Review of Hitler

Hitler (1962)
Art Imitating Life -- Wretchedly.
16 July 2011
Warning: Spoilers
I have to draw a distinction between aesthetic properties and informative values when it comes to this movie.

On the one hand, looking at the movie from an educational point of view, it may be of genuine value. Surveys consistently find that Americans, especially young Americans, are a people without history. Focus groups following the release of "Pearl Harbor" ten years ago discovered that an alarming percentage of the intended audience thought that John F. Kennedy was president when the attack occurred. A student at a famous Midwestern university complimented Barbara Tuchman for her lecture of the origins of World War I because he'd "always wondered why the other was called World War II." A survey done in 2010 found that one in five Americans didn't know which country the United States had won its independence from. I could go on but won't. I'll conclude by saying that for far too many of us, this movie, which identifies the guy named Adolf Hitler and suggests the role he played in the story of the 20th century, is invaluable.

Now, as a polished piece of movie making, it's plain terrible. First, Richard Basehart is badly miscast. But then anyone would have been miscast in trying to play a figure from a patriotic cartoon in 1943. There is no "character arc." Hitler begins as a scowling, trigger-tempered character who berates everyone around him, lusts openly to dominate the world, and is beset by indistinct but definite Freudian problems that he steadfastly denies. The only time he smiles -- rather than smirks -- is at the end, when he is completely loony and is ordering divisions around on a map after he's been told they don't exist.

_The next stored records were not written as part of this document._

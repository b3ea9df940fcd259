// SPDX-License-Identifier: MPL-2.0
use image_hd::cli::{self, Command, RunArgs};
use image_hd::config::{self, Config};
use image_hd::domain::ColorizerModel;
use image_hd::infrastructure::{NcnnUpscaler, OnnxColorizer};
use image_hd::media::colorize::validate_model;
use image_hd::media::model_store::{download_model, verify_checksum};
use image_hd::media::{ColorizeError, ColorizeManager};
use image_hd::pipeline::{Enhancer, PipelineError};
use image_hd::web::runner::ERROR_MARKER;
use std::path::Path;
use std::process::ExitCode;

#[derive(Debug, thiserror::Error)]
enum CliError {
    #[error(transparent)]
    Config(#[from] image_hd::Error),
    #[error(transparent)]
    Pipeline(#[from] PipelineError),
    #[error(transparent)]
    Model(#[from] ColorizeError),
}

fn main() -> ExitCode {
    image_hd::app::init_tracing();

    let command = match cli::parse(std::env::args_os().skip(1).collect()) {
        Ok(command) => command,
        Err(e) => {
            eprintln!("error: {e}\n\n{}", cli::USAGE);
            return ExitCode::from(2);
        }
    };

    let result = match command {
        Command::Help => {
            println!("{}", cli::USAGE);
            Ok(())
        }
        Command::DownloadModels { config } => {
            load_config(config.as_deref()).and_then(|config| download_models(&config))
        }
        Command::Run(args) => run(&args),
    };

    match result {
        Ok(()) => ExitCode::SUCCESS,
        Err(e) => {
            eprintln!("{ERROR_MARKER} {e}");
            ExitCode::FAILURE
        }
    }
}

fn load_config(path: Option<&Path>) -> Result<Config, CliError> {
    Ok(match path {
        Some(path) => config::load_from_path(path)?,
        None => config::load()?,
    })
}

fn run(args: &RunArgs) -> Result<(), CliError> {
    let mut config = load_config(args.config.as_deref())?;
    args.apply_to(&mut config);

    let enhancer = Enhancer::from_config(
        &config,
        Box::new(OnnxColorizer::from_config(&config.colorize)),
        Box::new(NcnnUpscaler::from_config(&config.upscale)),
    );
    enhancer.ensure_dirs()?;

    let output = enhancer.run(&args.input, &args.output, args.mode, config.upscale.scale)?;
    println!("Done! Result saved to: {}", output.display());
    Ok(())
}

fn download_models(config: &Config) -> Result<(), CliError> {
    let runtime = tokio::runtime::Builder::new_current_thread()
        .enable_all()
        .build()
        .map_err(ColorizeError::from)?;

    let mut fetched = 0;
    for model in ColorizerModel::ALL {
        let Some(url) = config.colorize.model_url(model) else {
            tracing::info!(%model, "no download URL configured, skipping");
            continue;
        };
        let dest = config.colorize.model_path(model);
        let mut manager = ColorizeManager::new(
            model,
            config.colorize.device,
            dest.clone(),
            config.colorize.saturation(),
        );

        if manager.is_model_downloaded() {
            tracing::info!(%model, path = %dest.display(), "model already present");
        } else {
            tracing::info!(%model, url, "downloading");
            let bytes = runtime.block_on(download_model(url, &dest, |progress| {
                tracing::debug!("{model}: {:.0}%", progress * 100.0);
            }))?;
            tracing::info!(%model, bytes, path = %dest.display(), "downloaded");
        }

        if let Some(expected) = config.colorize.model_checksum(model) {
            verify_checksum(&dest, expected)?;
            tracing::info!(%model, "checksum verified");
        }

        validate_model(&mut manager)?;
        fetched += 1;
    }

    if fetched == 0 {
        tracing::warn!("no colorization model URLs configured in [colorize]");
    }
    Ok(())
}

There really isn't much about his conduct of the war. It's more about his inability to love and his paranoia with regard to subordinates. Here's an example of what I mean.

He enters the office of his personal physician and asks gruffly, "So how is your patient today?" "You look pale. The fight with Hindenberg must have been strenuous. Are you still suffering from the headaches?" "I'm not HERE to talk about THAT!" Some of the material is highly conjectural. Hitler develops an affection for his niece, Geli, and when he fails in his attempt to make love to her, she threatens to let the world know that he is not a real man. This is a big mistake on Geli's part. It's also a big mistake on the part of Adolf. Anybody who is physically unable to get it on with the lovely, sixteen-year-old Cordula Trantow, who has scarcely lost her pubescent chubbiness, is in serious hormonal trouble.

But the movie denies Hitler any sign of humanity. (His beloved German shepherd, Blondi, never appears.) He has Geli murdered. He tolerates the presence of Eva Braun only because of her loyalty to him. It's not clear whether he ever gets it on with Eva Braun or not. I think, that if the mores of the time had permitted it, the movie would have given us a homosexual Hitler. As it is, his intolerance for smoking is ridiculed and it's mentioned that he eats nothing but vegetables -- not like a real man, who prefers his meat ripped from the quivering flank of the nearest antelope.

The movie is a trembling and insane wreck, rather like Himself after the assassination attempt. Yet I urge everyone under the age of forty to see it. It will help them to distinguish between Hitler and Charlie Chaplin, if they should ever hear of Charlie Chaplin.